What the task asks: For each line below with the word "sessionUpdate", write out a copy.

Stored data:
>>

//! Delivery of [`ClientUpdate`]s to the client transport.
//!
//! The turn engine hands every update to an [`UpdateEmitter`] in the order
//! it was decided; emitters must not reorder or batch.

use std::future::Future;
use std::pin::Pin;
use std::sync::Arc;

use serde_json::{json, Value};
use tokio::io::{AsyncWrite, AsyncWriteExt};
use tokio::sync::{mpsc, Mutex};

use crate::tools::{ToolCallContent, ToolCallStatus, ToolCallUpdate};
use crate::turn::ClientUpdate;
use crate::{AppError, Result};

/// Accepts the engine's ordered updates.
pub trait UpdateEmitter: Send + Sync {
    /// Deliver `update` for `session_id`.
    ///
    /// # Errors
    ///
    /// Returns an error if the client transport is gone. The engine logs
    /// it and keeps driving the turn.
    fn emit(
        &self,
        session_id: &str,
        update: ClientUpdate,
    ) -> Pin<Box<dyn Future<Output = Result<()>> + Send + '_>>;
}

/// Forwards updates into an in-process channel.
#[derive(Debug, Clone)]
pub struct ChannelEmitter {
    tx: mpsc::Sender<ClientUpdate>,
}

impl ChannelEmitter {
    /// Emitter and the receiver its updates arrive on.
    #[must_use]
    pub fn new(capacity: usize) -> (Self, mpsc::Receiver<ClientUpdate>) {
        let (tx, rx) = mpsc::channel(capacity);
        (Self { tx }, rx)
    }
}

impl UpdateEmitter for ChannelEmitter {
    fn emit(
        &self,
        _session_id: &str,
        update: ClientUpdate,
    ) -> Pin<Box<dyn Future<Output = Result<()>> + Send + '_>> {
        Box::pin(async move {
            self.tx
                .send(update)
                .await
                .map_err(|_| AppError::Io("client update channel closed".into()))
        })
    }
}

/// Writes updates as newline-delimited JSON-RPC messages.
///
/// Content and tool updates become `session/update` notifications; the
/// stop reason becomes the response to the originating prompt request.
pub struct NdjsonEmitter<W> {
    out: Arc<Mutex<W>>,
    prompt_request_id: Value,
}

impl<W> NdjsonEmitter<W>
where
    W: AsyncWrite + Unpin + Send,
{
    /// Emitter writing to `out`, answering the prompt request `prompt_request_id`.
    #[must_use]
    pub fn new(out: W, prompt_request_id: Value) -> Self {
        Self {
            out: Arc::new(Mutex::new(out)),
            prompt_request_id,
        }
    }
}

impl<W> UpdateEmitter for NdjsonEmitter<W>
where
    W: AsyncWrite + Unpin + Send,
{
    fn emit(
        &self,
        session_id: &str,
        update: ClientUpdate,
    ) -> Pin<Box<dyn Future<Output = Result<()>> + Send + '_>> {
        let message = to_json_rpc(session_id, &update, &self.prompt_request_id);
        Box::pin(async move {
            let mut bytes = message.to_string().into_bytes();
            bytes.push(b'\n');
            let mut out = self.out.lock().await;
            out.write_all(&bytes).await?;
            out.flush().await?;
            Ok(())
        })
    }
}

/// The JSON-RPC message for `update`.
#[must_use]
pub fn to_json_rpc(session_id: &str, update: &ClientUpdate, prompt_request_id: &Value) -> Value {
    match update {
        ClientUpdate::ContentChunk { text } => session_update(
            session_id,
            json!({
                "sessionUpdate": "agent_message_chunk",
                "content": { "type": "text", "text": text }
            }),
        ),
        ClientUpdate::ToolCallStatus(tool) => session_update(session_id, tool_call_json(tool)),
        ClientUpdate::StopReasonReached { stop_reason } => json!({
            "jsonrpc": "2.0",
            "id": prompt_request_id,
            "result": { "stopReason": stop_reason }
        }),
    }
}

fn session_update(session_id: &str, update: Value) -> Value {
    json!({
        "jsonrpc": "2.0",
        "method": "session/update",
        "params": { "sessionId": session_id, "update": update }
    })
}

fn tool_call_json(tool: &ToolCallUpdate) -> Value {
    if tool.status == ToolCallStatus::Pending {
        return json!({
            "sessionUpdate": "tool_call",
            "toolCallId": tool.tool_call_id,
            "title": tool.tool_name,
            "status": tool.status,
            "rawInput": tool.raw_input,
        });
    }

    let mut update = json!({
        "sessionUpdate": "tool_call_update",
        "toolCallId": tool.tool_call_id,
        "status": tool.status,
    });
    if let Some(content) = &tool.content {
        let text = match content {
            ToolCallContent::Text { text } => text.clone(),
            ToolCallContent::Error { error } => error.to_string(),
        };
        update["content"] = json!([{ "type": "content", "content": { "type": "text", "text": text } }]);
    }
    update
}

<<

Final answer:
                "sessionUpdate": "agent_message_chunk",
            "sessionUpdate": "tool_call",
        "sessionUpdate": "tool_call_update",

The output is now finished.